The Irrational Logic of Leaving Troops in Iraq
Prolonging U.S. military intervention is making it more difficult for Iraq to achieve stability and sapping American defense resources.
Iraq does not need “direct and military support, and support on the ground” from the United States, new Iraqi prime minister Mustafa al-Kadhimi said in an interview last week before his visit to Washington. His country might want U.S. “cooperation and assistance” at different levels in the future, Al-Kadhimi allowed, depending on “the changing nature of terrorism’s threat.” But the support he mentioned—military training and arms provision—would be a marked drawdown from the current U.S. role in Iraq.
American policymakers should take notice. After seventeen years of fighting, the war in Iraq is a demonstrable failure—and yet a failure with no end in sight.
The Trump administration has repeatedly promised to draw down the U.S. military presence in Iraq, but it’s not clear President Donald Trump really wants to leave. Apparently unguided by any coherent strategy, he threatens further escalation as easily as he condemns the initial invasion. His passion for ending “endless wars” is perhaps not all-consuming.
There are about five thousand American troops in Iraq now, basically the same deployment level as when this administration began. When the Iraqi parliament in January demanded all foreign troops leave their country, the administration rejected the request. “At this time, any delegation sent to Iraq would be dedicated to discussing how best to recommit to our strategic partnership,” said the State Department, “not to discuss troop withdrawal.”
This is unsurprising, as key administration advisers evince no urgency toward departure: the commander of U.S. Central Command, Marine Corps Gen. Kenneth F. McKenzie Jr., is open about his belief that the United States should continue to occupy Iraq forever, perpetually on hand to combat remnants of the Islamic State or whatever group succeeds it. Secretary of State Mike Pompeo on Wednesday promised the U.S. military would be busy in Iraq for a long time to come, refusing to discuss the possibility of withdrawal, asking reporters “not to focus on that.”
This dallying stasis is dangerous and counterproductive to U.S. security. It keeps U.S. forces needlessly in harm’s way, exposing them to unnecessary risks in pursuit of impossible ends. It is a constant opening to war with Iran—Trump has openly said he views Iraq as a base to “watch” Iran and, presumably, attack if he doesn’t like what he sees—which we ought to be avoiding, not courting. It is also a self-perpetuating chaos, as another of Al-Kadhimi’s comments shows. Recent militia attacks around the Green Zone, the fortified area of Baghdad including the U.S. embassy that was known as “little America” for years following the 2003 invasion, “are the result of many years of conflict,” Al-Kadhimi said. “It is not surprising then that criminals work here and there to destabilize security.”

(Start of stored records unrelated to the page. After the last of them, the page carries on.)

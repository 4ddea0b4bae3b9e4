//! Mesh builder (§4.5 `buildNexus`): compresses a mesh (obj/ply) into the
//! Nexus multiresolution format and copies referenced textures alongside.

use std::path::Path;

use crate::entry::Entry;
use crate::error::{BuildError, Result};

use super::{Artifact, Builder};

/// Mesh compression backend, behind a trait because no Nexus/vcglib
/// binding is part of this crate's dependency stack (§1 scoping, same
/// pattern as `CogBackend`).
pub trait NexusBackend: Send + Sync {
    fn compress(&self, input: &Path, output: &Path) -> Result<()>;

    /// Referenced material file, if the mesh format names one (e.g. an
    /// `.obj`'s `mtllib` directive). A missing referenced file is the
    /// `BuildDepMissing` case from §7.
    fn referenced_material(&self, input: &Path) -> Result<Option<std::path::PathBuf>>;
}

/// Default backend: copies the source through unchanged and only checks
/// for a sibling `.mtl` file named by a simple `mtllib` scan, so the
/// `BuildDepMissing` error path is still reachable without a real mesh
/// compressor linked in.
pub struct CopyOnlyNexusBackend;

impl NexusBackend for CopyOnlyNexusBackend {
    fn compress(&self, input: &Path, output: &Path) -> Result<()> {
        std::fs::copy(input, output)?;
        Ok(())
    }

    fn referenced_material(&self, input: &Path) -> Result<Option<std::path::PathBuf>> {
        if input.extension().and_then(|e| e.to_str()) != Some("obj") {
            return Ok(None);
        }
        let text = std::fs::read_to_string(input)?;
        for line in text.lines() {
            if let Some(name) = line.strip_prefix("mtllib ") {
                return Ok(Some(input.with_file_name(name.trim())));
            }
        }
        Ok(None)
    }
}

pub struct NexusBuilder<'a> {
    pub backend: &'a dyn NexusBackend,
}

impl<'a> Builder for NexusBuilder<'a> {
    fn build(&self, _entry: &Entry, source: &Path, out_dir: &Path) -> Result<Vec<Artifact>> {
        if let Some(mtl) = self.backend.referenced_material(source)? {
            if !mtl.exists() {
                return Err(BuildError::DepMissing(format!(
                    "{} references missing material {}",
                    source.display(),
                    mtl.display()
                ))
                .into());
            }
            let dest = out_dir.join(mtl.file_name().unwrap_or_default());
            std::fs::copy(&mtl, &dest)?;
        }

        let output = out_dir.join("mesh.nxs");
        self.backend.compress(source, &output)?;

        Ok(vec![Artifact { relative_path: "mesh.nxs".into(), kind: "nexus" }])
    }
}

#[cfg(test)]
mod tests {
    use super::*;

    #[test]
    fn missing_referenced_material_surfaces_as_dep_missing() {
        let dir = tempfile::tempdir().unwrap();
        let obj = dir.path().join("model.obj");
        std::fs::write(&obj, "mtllib missing.mtl\n").unwrap();
        let out = dir.path().join("out");
        std::fs::create_dir_all(&out).unwrap();

        let backend = CopyOnlyNexusBackend;
        let entry = Entry::new_directory("model.obj".to_string());
        let result = NexusBuilder { backend: &backend }.build(&entry, &obj, &out);
        assert!(matches!(
            result,
            Err(crate::error::DdbError::Build(BuildError::DepMissing(_)))
        ));
    }
}
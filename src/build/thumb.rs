//! Thumbnail generation (§4.5 `generateThumb`), grounded on the original's
//! `ddb.cpp::generateThumb` dual entry point (write to a path, or into an
//! in-memory buffer).

use std::path::Path;

use image::imageops::FilterType;

use crate::entry::Entry;
use crate::error::{BuildError, Result};

use super::{Artifact, Builder};

/// Thumbnail rendering, behind a trait so GeoTIFFs (which need GDAL to
/// rasterize before thumbnailing) and plain images share one call shape;
/// `ImageCrateThumbBackend` handles ordinary image formats directly via the
/// `image` crate and returns `BuildDepMissing` for anything it can't decode.
pub trait ThumbBackend: Send + Sync {
    fn render(&self, input: &Path, max_size: u32) -> Result<image::DynamicImage>;
}

pub struct ImageCrateThumbBackend;

impl ThumbBackend for ImageCrateThumbBackend {
    fn render(&self, input: &Path, max_size: u32) -> Result<image::DynamicImage> {
        let img = image::open(input)
            .map_err(|e| BuildError::Gdal(format!("cannot decode {}: {e}", input.display())))?;
        Ok(img.resize(max_size, max_size, FilterType::Lanczos3))
    }
}

/// Default square thumbnail size, matching the `thumbs/<size>/` cache
/// layout (§6.1); builders write at this size unless the caller overrides.
pub const DEFAULT_THUMB_SIZE: u32 = 512;

pub struct ThumbBuilder<'a> {
    pub backend: &'a dyn ThumbBackend,
}

impl<'a> Builder for ThumbBuilder<'a> {
    fn build(&self, _entry: &Entry, source: &Path, out_dir: &Path) -> Result<Vec<Artifact>> {
        let thumb = self.backend.render(source, DEFAULT_THUMB_SIZE)?;
        let output = out_dir.join("thumb.jpg");
        thumb
            .to_rgb8()
            .save_with_format(&output, image::ImageFormat::Jpeg)
            .map_err(BuildError::Image)?;
        Ok(vec![Artifact { relative_path: "thumb.jpg".into(), kind: "thumb" }])
    }
}

#[cfg(test)]
mod tests {
    use super::*;

    #[test]
    fn builds_jpeg_thumbnail_from_source_image() {
        let dir = tempfile::tempdir().unwrap();
        let source = dir.path().join("in.png");
        let img = image::RgbImage::from_pixel(64, 48, image::Rgb([10, 20, 30]));
        img.save(&source).unwrap();

        let out = dir.path().join("build");
        std::fs::create_dir_all(&out).unwrap();
        let entry = Entry::new_directory("in.png".to_string());
        let artifacts = ThumbBuilder { backend: &ImageCrateThumbBackend }
            .build(&entry, &source, &out)
            .unwrap();
        assert_eq!(artifacts.len(), 1);
        assert!(out.join("thumb.jpg").exists());
    }
}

U.S. withdrawal would not magically pacify Iraq, of course. But neither is the ongoing U.S. military presence a neutral condition, nor, whatever Washington might like to assume, a self-evident positive. It has unintended consequences, as the rise of ISIS in the post-invasion power vacuum showed well. The extremist groups that plague Iraq have always “derived some of their support on overt opposition to foreign (read: Western) interference in the Muslim world,” and they still do so today, notes Harvard’s Stephen Walt at Foreign Policy. “Guess what? Foreign powers are still interfering in the region,” he continues, and “[a]s long as this level of foreign involvement persists, the Islamic State and its brethren will be able to win a few recruits.” Staying in Iraq after repeated, explicit Iraqi requests for our departure will only help extremist recruiters, like ISIS among the Sunni population and pro-Iran factions among the Shiites. To a real extent, our presence in Iraq occasions our presence in Iraq, and the longer Washington stays without Iraqi support, the worse the consequences of staying will be.
But we do not have to stay, and Al-Kadhimi’s remarks could provide the opening to departure. The case for leaving is simple: Iraq says it doesn’t need American boots on the ground. Polling shows three in four Americans support withdrawing our troops. Prolonging U.S. military intervention is making it more difficult for Iraq to achieve stability and sapping American defense resources.
Staying in Iraq is a bad strategy, bad politics, and detrimental to peace. After seventeen years, it’s time to go.
Bonnie Kristian is a fellow at Defense Priorities and contributing editor at The Week. Her writing has also appeared at CNN, NBC, USA Today, the Los Angeles Times, and Defense One, among other outlets.